ST. LOUIS, Jan. 20, 2011 /PRNewswire/ — To support the premiere of Liz Garbus‘ highly-anticipated HBO Documentary Film, Bobby Fischer Against the World, debuting at the Sundance Film Festival this week, the World Chess Hall of Fame and Museum will bring chess to the Park City spotlight and celebrate the game’s rich historical and cultural impact on society.

Following the film’s debut, the World Chess Museum will host a special gallery event showcasing an array of 25 original, limited-edition Bobby Fischer photographs shot by renowned Scottish photojournalist, Harry Benson. The photos are exclusively featured in the documentary and will be on display at the Thomas Kearns McCarthey Gallery.
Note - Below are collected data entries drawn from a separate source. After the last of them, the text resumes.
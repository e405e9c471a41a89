//! User accounts

use crate::audit::{AuditAction, AuditEntry, AuditLog};
use crate::backend::AdminStore;
use crate::error::{AdminError, ValidationError};
use crate::pagination::{Page, PageRequest};
use chrono::{DateTime, Utc};
use rust_decimal::Decimal;
use serde::{Deserialize, Serialize};
use std::fmt;
use std::sync::Arc;
use uuid::Uuid;

/// Number of recent reports shown on a user's detail view
pub const RECENT_REPORTS_LIMIT: u32 = 10;

/// Dashboard role
#[derive(Debug, Clone, Copy, PartialEq, Eq, Serialize, Deserialize, Default)]
pub enum UserRole {
    Admin,
    Moderator,
    #[serde(rename = "Data Analyst")]
    DataAnalyst,
    #[default]
    User,
}

/// Account moderation state
#[derive(Debug, Clone, Copy, PartialEq, Eq, Serialize, Deserialize, Default)]
pub enum AccountStatus {
    #[default]
    Active,
    Suspended,
    #[serde(rename = "Pending Approval")]
    PendingApproval,
}

impl fmt::Display for AccountStatus {
    fn fmt(&self, f: &mut fmt::Formatter<'_>) -> fmt::Result {
        match self {
            AccountStatus::Active => f.write_str("Active"),
            AccountStatus::Suspended => f.write_str("Suspended"),
            AccountStatus::PendingApproval => f.write_str("Pending Approval"),
        }
    }
}

/// Profile row
#[derive(Debug, Clone, PartialEq, Serialize, Deserialize)]
pub struct UserProfile {
    pub id: Uuid,
    #[serde(default)]
    pub full_name: Option<String>,
    #[serde(default)]
    pub email: Option<String>,
    #[serde(default)]
    pub avatar_url: Option<String>,
    #[serde(default)]
    pub phone: Option<String>,
    #[serde(default)]
    pub role: UserRole,
    #[serde(default)]
    pub status: AccountStatus,
    pub created_at: DateTime<Utc>,
    #[serde(default)]
    pub last_sign_in_at: Option<DateTime<Utc>>,
}

impl UserProfile {
    /// Name for display, falling back to the email and then "Anonymous"
    pub fn display_name(&self) -> &str {
        self.full_name
            .as_deref()
            .or(self.email.as_deref())
            .unwrap_or("Anonymous")
    }
}

/// A price submitted by a user
#[derive(Debug, Clone, PartialEq, Serialize, Deserialize)]
pub struct UserPriceReport {
    pub id: i64,
    pub created_at: DateTime<Utc>,
    pub price: Option<Decimal>,
    pub station_name: String,
}

/// Profile plus sign-in provider and recent activity
#[derive(Debug, Clone, Serialize)]
pub struct UserDetail {
    pub profile: UserProfile,
    /// Auth provider, "unknown" when the auth service has no record
    pub provider: String,
    pub recent_reports: Vec<UserPriceReport>,
}

/// Next status for a moderation action, if the transition is allowed
fn transition(
    action: &'static str,
    from: AccountStatus,
    to: AccountStatus,
) -> Result<AccountStatus, ValidationError> {
    let allowed = match to {
        AccountStatus::Suspended => from != AccountStatus::Suspended,
        AccountStatus::Active => from == AccountStatus::PendingApproval,
        AccountStatus::PendingApproval => false,
    };
    if allowed {
        Ok(to)
    } else {
        Err(ValidationError::InvalidTransition {
            action,
            from: from.to_string(),
        })
    }
}

/// User management operations
pub struct UserService {
    store: Arc<dyn AdminStore>,
    audit: Arc<dyn AuditLog>,
    actor: String,
    page_size: u32,
}

impl UserService {
    pub fn new(
        store: Arc<dyn AdminStore>,
        audit: Arc<dyn AuditLog>,
        actor: impl Into<String>,
        page_size: u32,
    ) -> Self {
        Self {
            store,
            audit,
            actor: actor.into(),
            page_size,
        }
    }

    pub async fn list(&self, page: u32) -> Result<Page<UserProfile>, AdminError> {
        let request = PageRequest::new(page, self.page_size)?;
        let listing = self
            .store
            .list_users(request.limit(), request.offset())
            .await?;
        Ok(Page::new(listing.rows, listing.total, request))
    }

    /// Profile, provider and up to ten recent reports
    ///
    /// A failure loading the reports is logged and shown as no activity.
    pub async fn detail(&self, id: Uuid) -> Result<UserDetail, AdminError> {
        let (profile, reports) = tokio::join!(
            self.store.user_profile(id),
            self.store.user_reports(id, RECENT_REPORTS_LIMIT)
        );

        let profile = match profile? {
            Some(profile) => profile,
            None => return Err(AdminError::NotFound(format!("user {}", id))),
        };

        let provider = match self.store.auth_provider(id).await {
            Ok(provider) => provider.unwrap_or_else(|| "unknown".to_string()),
            Err(e) => {
                tracing::warn!(user_id = %id, error = %e, "Could not fetch auth provider");
                "unknown".to_string()
            }
        };

        let recent_reports = reports.unwrap_or_else(|e| {
            tracing::warn!(user_id = %id, error = %e, "Could not fetch user reports");
            vec![]
        });

        Ok(UserDetail {
            profile,
            provider,
            recent_reports,
        })
    }

    pub async fn suspend(&self, id: Uuid) -> Result<UserProfile, AdminError> {
        self.change_status(
            id,
            "suspend",
            AccountStatus::Suspended,
            AuditAction::SuspendUser,
        )
        .await
    }

    pub async fn approve(&self, id: Uuid) -> Result<UserProfile, AdminError> {
        self.change_status(
            id,
            "approve",
            AccountStatus::Active,
            AuditAction::ApproveUser,
        )
        .await
    }

    async fn change_status(
        &self,
        id: Uuid,
        verb: &'static str,
        to: AccountStatus,
        action: AuditAction,
    ) -> Result<UserProfile, AdminError> {
        let mut profile = self
            .store
            .user_profile(id)
            .await?
            .ok_or_else(|| AdminError::NotFound(format!("user {}", id)))?;

        let status = transition(verb, profile.status, to)?;
        self.store.set_account_status(id, status).await?;
        profile.status = status;

        self.audit.record(AuditEntry::new(
            &self.actor,
            action,
            format!("{} user {}", capitalize(verb), profile.display_name()),
        ));
        Ok(profile)
    }
}

fn capitalize(word: &str) -> String {
    let mut chars = word.chars();
    match chars.next() {
        Some(first) => first.to_uppercase().chain(chars).collect(),
        None => String::new(),
    }
}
The exhibit is free and will be open to the public during the Festival, January 20 – 22, 11 a.m. – 9 p.m. and January 23 – 24, 11 a.m. – 7 p.m.

“We are very proud to support the debut of this film at the Sundance Film Festival to create some well-deserved excitement for chess,” says Susan Barrett, Director of the World Chess Hall of Fame and Museum. “We want to let people know they don’t have to be an expert player to appreciate how the game has impacted our culture, and that they can learn more by visiting the museum when it opens.”
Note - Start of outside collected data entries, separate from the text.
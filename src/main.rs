use clap::Parser;
use gasprice_admin::cli::{Cli, Commands, Context};
use gasprice_admin::config::Config;

#[tokio::main]
async fn main() -> anyhow::Result<()> {
    let cli = Cli::parse();

    // Load configuration
    let config = match Config::load(&cli.config) {
        Ok(config) => config,
        Err(e) => {
            eprintln!("Warning: Could not load config from {}: {}", cli.config, e);
            eprintln!("Using default configuration");
            Config::from_toml(include_str!("../config.toml.example"))?
        }
    };

    // Initialize telemetry
    let _telemetry = gasprice_admin::telemetry::init_telemetry(&config.telemetry)?;

    if let Commands::Config = cli.command {
        println!("Current configuration:");
        println!("  Backend: {}", config.backend.url);
        let api_key = if config.backend.api_key.is_empty() {
            "(not set)"
        } else {
            "(set)"
        };
        println!("  API key: {}", api_key);
        println!(
            "  Moderation: threshold={}, page_size={}, actor={}",
            config.moderation.deviation_threshold,
            config.moderation.page_size,
            config.moderation.actor
        );
        println!("  Annotator: {:?}", config.annotator.mode);
        println!("  Reports: {}", config.reports.output_dir.display());
        return Ok(());
    }

    let ctx = Context::new(config, cli.offline);

    match cli.command {
        Commands::Classify(args) => args.execute(&ctx).await?,
        Commands::Queue(args) => args.execute(&ctx).await?,
        Commands::Decide(args) => args.execute(&ctx).await?,
        Commands::Report(args) => args.execute(&ctx).await?,
        Commands::Stations(args) => args.execute(&ctx).await?,
        Commands::Users(args) => args.execute(&ctx).await?,
        Commands::Notify(args) => args.execute(&ctx).await?,
        Commands::Config => {}
    }

    Ok(())
}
In addition to the film debut, four notable Chess Grandmasters will be on-hand throughout the Festival offering one-on-one tips and playing chess with passers-by, including local Utah chess students and Garbus.  Grandmasters on site include:

  • GM Jennifer Shahade, author and two-time American Women’s Chess Champion (2002, 2004)
  • GM Joel Benjamin, who became a national grandmaster at the age of 13, breaking Bobby Fischer‘s record for youngest-ever master
  • GM Alexander Shabalov, four-time U.S. Champion (2007, 2003, 1997 and 1993)
  • GM Iryna Zenyuk, women’s International Master and the first woman to win the Jerry Simon Memorial (2006)

The World Chess Museum will open in St. Louis this September and feature a variety of exhibits, historical background on the game and an opportunity to further the growing popularity of chess.

Bobby Fischer Against the World is directed and produced by Garbus, and is featured on the Documentary Premieres section at the 2011 Sundance Film Festival. The film explores the complex life of the troubled genius whose charisma and talent spurred a worldwide fascination with the “game of kings.”  Fischer’s evolution from childhood to chess prodigy, global superstar, angry recluse and finally fugitive from the law is a spellbinding story of the making and unmaking of an American icon.  

The film will debut on Friday, January 21 at 11:30 a.m. at the Park City Library. There will be a reception to follow with Benson, Garbus and the four Chess Grandmasters from 1:30 to 3:30pm at the Thomas Kearns McCarthey Gallery.

“Like the film’s subject, chess has risen to the foreground of pop culture,” says Garbus. “Many children, teens and adults play chess, whether at their leisure, in a club or professionally – it is great to showcase the game and one of the true chess icons here at Sundance.”

For more information, visit the Chess Hall of Fame and Museum on Facebook, www.WorldChessMuseum.org and www.SaintLouisChessClub.org.

About the World Chess Hall of Fame and Museum

In September 2011, St. Louis will continue to celebrate the great game of chess with the opening of the World Chess Hall of Fame and Museum directly across the street from the Chess Club and Scholastic Center of Saint Louis. They chose St. Louis due to the success and growing international reputation of the city’s recently opened Chess Club.

This historic 15,000 square-foot building will feature the U.S. and World Chess Hall of Fame, displays of artifacts from the museum’s permanent collection and temporary exhibitions highlighting the great players, historic games and rich cultural history of chess. The Museum will partner with the Chess Club and Scholastic Center of Saint Louis to provide innovative programming, instruction and outreach to a broad local, national and international audience of both novices and experts alike.